#### PROVIDED DATA:
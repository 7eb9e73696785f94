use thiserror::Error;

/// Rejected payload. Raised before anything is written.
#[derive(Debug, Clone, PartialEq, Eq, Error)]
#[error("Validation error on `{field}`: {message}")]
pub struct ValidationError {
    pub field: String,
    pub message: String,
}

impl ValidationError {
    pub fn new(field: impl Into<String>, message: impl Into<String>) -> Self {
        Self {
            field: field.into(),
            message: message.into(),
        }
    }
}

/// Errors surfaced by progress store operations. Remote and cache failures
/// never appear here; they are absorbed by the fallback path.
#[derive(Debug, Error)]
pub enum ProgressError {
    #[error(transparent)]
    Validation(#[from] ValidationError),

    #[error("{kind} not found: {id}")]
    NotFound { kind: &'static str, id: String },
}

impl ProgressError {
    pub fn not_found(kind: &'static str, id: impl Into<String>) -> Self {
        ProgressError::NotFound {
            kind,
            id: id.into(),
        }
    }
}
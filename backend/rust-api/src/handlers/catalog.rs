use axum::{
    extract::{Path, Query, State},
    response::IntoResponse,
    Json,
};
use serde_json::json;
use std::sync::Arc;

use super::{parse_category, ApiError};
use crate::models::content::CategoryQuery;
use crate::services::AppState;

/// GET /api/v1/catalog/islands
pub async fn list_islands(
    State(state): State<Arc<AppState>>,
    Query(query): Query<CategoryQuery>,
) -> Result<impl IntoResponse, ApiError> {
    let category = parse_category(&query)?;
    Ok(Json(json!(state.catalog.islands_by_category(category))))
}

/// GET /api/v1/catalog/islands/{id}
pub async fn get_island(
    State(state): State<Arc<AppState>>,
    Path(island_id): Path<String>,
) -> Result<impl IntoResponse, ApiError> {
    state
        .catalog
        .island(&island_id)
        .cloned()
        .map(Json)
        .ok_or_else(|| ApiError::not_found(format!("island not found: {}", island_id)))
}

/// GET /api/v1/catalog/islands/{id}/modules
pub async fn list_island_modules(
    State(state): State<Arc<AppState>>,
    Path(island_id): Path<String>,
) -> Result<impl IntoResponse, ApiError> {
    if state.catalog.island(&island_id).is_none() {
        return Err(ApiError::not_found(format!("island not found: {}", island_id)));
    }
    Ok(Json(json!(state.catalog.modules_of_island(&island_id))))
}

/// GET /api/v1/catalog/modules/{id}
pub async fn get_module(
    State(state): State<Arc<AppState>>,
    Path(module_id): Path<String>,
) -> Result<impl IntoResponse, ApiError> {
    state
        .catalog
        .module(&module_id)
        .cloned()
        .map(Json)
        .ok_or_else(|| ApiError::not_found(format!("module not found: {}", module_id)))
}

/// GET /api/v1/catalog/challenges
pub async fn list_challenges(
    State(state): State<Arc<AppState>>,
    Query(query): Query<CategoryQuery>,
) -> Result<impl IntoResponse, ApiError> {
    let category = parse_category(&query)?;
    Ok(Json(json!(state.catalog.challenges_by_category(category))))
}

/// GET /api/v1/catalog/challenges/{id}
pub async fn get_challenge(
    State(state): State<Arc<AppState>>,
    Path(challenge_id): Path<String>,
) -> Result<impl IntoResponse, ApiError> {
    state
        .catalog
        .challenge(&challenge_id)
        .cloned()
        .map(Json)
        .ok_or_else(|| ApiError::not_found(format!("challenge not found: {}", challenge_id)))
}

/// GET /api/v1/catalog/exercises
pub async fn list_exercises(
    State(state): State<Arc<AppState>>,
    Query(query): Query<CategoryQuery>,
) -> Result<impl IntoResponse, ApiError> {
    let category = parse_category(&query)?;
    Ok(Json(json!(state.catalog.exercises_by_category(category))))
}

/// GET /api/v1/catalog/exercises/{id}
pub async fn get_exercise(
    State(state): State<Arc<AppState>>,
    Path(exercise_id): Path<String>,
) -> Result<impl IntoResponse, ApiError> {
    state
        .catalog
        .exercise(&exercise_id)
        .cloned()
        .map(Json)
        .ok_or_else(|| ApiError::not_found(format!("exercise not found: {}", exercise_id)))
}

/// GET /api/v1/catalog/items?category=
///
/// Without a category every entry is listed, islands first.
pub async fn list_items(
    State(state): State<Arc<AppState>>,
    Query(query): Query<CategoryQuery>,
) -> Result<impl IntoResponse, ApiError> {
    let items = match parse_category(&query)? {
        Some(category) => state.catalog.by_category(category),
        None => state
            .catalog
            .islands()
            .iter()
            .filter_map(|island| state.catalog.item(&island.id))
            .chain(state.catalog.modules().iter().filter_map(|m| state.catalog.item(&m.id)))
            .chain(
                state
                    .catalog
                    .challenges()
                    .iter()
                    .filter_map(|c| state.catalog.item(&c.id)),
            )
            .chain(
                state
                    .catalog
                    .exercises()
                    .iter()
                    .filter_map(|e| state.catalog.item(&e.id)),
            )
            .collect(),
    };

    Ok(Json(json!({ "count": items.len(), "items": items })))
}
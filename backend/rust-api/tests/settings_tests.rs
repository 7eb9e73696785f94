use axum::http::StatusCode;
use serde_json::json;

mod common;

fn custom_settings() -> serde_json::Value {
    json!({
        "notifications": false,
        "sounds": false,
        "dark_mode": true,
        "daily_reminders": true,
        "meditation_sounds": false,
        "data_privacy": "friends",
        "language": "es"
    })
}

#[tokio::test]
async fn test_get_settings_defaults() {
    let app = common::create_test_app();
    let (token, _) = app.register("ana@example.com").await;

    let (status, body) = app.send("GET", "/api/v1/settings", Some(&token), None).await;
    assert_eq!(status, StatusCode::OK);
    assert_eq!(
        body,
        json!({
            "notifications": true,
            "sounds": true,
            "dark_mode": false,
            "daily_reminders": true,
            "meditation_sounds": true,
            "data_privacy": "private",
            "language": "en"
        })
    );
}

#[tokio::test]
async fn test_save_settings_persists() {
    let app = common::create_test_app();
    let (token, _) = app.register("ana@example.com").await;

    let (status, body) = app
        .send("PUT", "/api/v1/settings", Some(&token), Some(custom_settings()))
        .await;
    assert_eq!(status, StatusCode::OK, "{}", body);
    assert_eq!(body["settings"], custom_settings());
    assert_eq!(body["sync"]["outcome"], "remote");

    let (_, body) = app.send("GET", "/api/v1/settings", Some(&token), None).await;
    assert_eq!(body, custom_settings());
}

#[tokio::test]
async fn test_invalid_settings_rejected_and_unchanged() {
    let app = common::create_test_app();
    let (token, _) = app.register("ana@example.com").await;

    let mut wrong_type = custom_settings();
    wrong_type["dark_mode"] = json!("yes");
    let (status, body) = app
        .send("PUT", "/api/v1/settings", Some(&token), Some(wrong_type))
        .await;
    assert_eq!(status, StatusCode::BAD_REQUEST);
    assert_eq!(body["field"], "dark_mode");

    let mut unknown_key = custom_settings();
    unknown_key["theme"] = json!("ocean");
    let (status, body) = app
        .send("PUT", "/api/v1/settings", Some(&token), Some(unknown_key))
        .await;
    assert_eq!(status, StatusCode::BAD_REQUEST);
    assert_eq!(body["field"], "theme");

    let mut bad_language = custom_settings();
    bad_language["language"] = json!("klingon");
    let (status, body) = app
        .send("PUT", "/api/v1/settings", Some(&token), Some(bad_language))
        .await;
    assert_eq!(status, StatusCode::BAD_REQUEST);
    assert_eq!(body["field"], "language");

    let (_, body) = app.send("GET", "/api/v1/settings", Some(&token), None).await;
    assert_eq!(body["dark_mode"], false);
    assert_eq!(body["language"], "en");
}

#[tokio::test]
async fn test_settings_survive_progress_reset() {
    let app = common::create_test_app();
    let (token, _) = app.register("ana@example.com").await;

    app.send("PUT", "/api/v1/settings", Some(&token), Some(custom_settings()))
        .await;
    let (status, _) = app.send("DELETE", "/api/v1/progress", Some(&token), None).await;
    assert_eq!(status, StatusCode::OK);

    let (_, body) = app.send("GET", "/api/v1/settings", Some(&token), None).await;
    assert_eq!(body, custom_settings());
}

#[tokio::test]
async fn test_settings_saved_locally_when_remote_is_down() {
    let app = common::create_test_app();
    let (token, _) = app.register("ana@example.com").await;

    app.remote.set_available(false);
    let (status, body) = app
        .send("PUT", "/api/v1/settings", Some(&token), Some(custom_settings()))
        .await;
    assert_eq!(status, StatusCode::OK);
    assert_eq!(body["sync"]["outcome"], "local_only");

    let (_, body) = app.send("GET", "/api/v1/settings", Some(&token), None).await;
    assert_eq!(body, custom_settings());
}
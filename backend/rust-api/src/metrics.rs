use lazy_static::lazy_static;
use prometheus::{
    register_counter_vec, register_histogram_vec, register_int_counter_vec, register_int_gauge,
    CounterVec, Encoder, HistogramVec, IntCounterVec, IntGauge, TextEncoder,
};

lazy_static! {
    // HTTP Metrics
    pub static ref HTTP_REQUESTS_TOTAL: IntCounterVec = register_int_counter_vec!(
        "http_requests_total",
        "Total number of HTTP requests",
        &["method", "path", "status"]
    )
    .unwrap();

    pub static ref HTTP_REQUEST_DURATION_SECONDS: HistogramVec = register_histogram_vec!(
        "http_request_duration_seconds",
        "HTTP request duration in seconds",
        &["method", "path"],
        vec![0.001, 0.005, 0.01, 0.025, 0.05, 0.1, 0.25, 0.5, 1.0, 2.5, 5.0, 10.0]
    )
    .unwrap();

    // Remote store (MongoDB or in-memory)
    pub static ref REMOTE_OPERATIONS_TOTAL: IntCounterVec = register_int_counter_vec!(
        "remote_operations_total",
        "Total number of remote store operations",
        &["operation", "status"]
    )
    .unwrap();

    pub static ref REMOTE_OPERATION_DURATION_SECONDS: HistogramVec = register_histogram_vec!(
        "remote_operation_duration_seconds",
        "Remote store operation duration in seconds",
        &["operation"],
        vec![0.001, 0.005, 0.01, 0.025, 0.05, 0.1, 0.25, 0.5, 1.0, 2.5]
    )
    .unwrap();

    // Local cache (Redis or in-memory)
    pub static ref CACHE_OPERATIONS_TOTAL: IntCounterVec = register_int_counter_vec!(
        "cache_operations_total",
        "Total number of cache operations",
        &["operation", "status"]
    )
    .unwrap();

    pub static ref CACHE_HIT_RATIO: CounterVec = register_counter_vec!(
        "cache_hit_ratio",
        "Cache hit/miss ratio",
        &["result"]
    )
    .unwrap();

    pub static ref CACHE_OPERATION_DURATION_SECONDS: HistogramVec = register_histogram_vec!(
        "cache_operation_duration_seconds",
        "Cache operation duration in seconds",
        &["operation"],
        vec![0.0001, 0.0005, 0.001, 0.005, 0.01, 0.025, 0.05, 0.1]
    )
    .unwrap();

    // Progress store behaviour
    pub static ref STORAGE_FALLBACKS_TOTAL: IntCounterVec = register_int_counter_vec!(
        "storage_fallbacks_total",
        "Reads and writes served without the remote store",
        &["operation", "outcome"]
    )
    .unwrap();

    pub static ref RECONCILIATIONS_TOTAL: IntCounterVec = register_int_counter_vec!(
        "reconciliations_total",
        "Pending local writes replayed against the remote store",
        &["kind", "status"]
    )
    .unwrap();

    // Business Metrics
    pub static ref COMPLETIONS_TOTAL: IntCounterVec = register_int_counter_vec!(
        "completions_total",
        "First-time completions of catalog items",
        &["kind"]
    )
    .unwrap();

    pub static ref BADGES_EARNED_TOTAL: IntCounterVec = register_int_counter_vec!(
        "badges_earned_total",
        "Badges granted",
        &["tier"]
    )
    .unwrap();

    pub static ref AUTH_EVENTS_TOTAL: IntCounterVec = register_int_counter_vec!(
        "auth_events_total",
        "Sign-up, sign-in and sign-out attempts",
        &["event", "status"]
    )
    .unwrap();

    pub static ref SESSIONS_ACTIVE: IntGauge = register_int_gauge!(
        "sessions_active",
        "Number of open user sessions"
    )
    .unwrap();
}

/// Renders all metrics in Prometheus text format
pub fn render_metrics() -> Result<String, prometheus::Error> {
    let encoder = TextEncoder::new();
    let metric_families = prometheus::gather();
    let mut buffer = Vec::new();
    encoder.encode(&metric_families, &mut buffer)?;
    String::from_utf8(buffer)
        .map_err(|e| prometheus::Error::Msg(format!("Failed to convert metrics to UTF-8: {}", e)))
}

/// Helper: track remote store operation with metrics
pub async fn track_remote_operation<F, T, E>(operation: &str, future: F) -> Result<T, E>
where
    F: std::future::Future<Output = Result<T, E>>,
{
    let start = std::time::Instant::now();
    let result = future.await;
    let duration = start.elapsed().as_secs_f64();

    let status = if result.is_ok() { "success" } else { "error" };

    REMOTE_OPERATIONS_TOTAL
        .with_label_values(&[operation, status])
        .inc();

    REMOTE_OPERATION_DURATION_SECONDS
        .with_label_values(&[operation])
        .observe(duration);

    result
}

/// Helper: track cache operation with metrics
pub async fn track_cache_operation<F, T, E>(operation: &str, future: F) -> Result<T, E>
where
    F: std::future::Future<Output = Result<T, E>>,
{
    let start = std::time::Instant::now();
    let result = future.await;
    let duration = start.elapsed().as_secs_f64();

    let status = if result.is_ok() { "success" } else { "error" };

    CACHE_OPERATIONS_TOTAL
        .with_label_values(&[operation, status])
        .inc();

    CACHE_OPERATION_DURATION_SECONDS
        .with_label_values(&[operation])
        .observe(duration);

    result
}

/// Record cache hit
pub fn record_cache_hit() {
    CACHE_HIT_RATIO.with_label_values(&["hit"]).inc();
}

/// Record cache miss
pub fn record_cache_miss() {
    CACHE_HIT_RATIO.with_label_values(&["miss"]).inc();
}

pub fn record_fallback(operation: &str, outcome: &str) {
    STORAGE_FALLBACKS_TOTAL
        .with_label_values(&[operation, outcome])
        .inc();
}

#### PROBLEM STATEMENT:
Start at the first line of the material and transcribe each line exactly, stopping once the line containing "use crate::services::AppState;" has been written.

#### SOLUTION TO THIS TASK:
repository 7eb9e73696785f94
use thiserror::Error;

/// Rejected payload. Raised before anything is written.
#[derive(Debug, Clone, PartialEq, Eq, Error)]
#[error("Validation error on `{field}`: {message}")]
pub struct ValidationError {
    pub field: String,
    pub message: String,
}

impl ValidationError {
    pub fn new(field: impl Into<String>, message: impl Into<String>) -> Self {
        Self {
            field: field.into(),
            message: message.into(),
        }
    }
}

/// Errors surfaced by progress store operations. Remote and cache failures
/// never appear here; they are absorbed by the fallback path.
#[derive(Debug, Error)]
pub enum ProgressError {
    #[error(transparent)]
    Validation(#[from] ValidationError),

    #[error("{kind} not found: {id}")]
    NotFound { kind: &'static str, id: String },
}

impl ProgressError {
    pub fn not_found(kind: &'static str, id: impl Into<String>) -> Self {
        ProgressError::NotFound {
            kind,
            id: id.into(),
        }
    }
}
filename backend/rust-api/src/handlers/catalog.rs
use axum::{
    extract::{Path, Query, State},
    response::IntoResponse,
    Json,
};
use serde_json::json;
use std::sync::Arc;

use super::{parse_category, ApiError};
use crate::models::content::CategoryQuery;
use crate::services::AppState;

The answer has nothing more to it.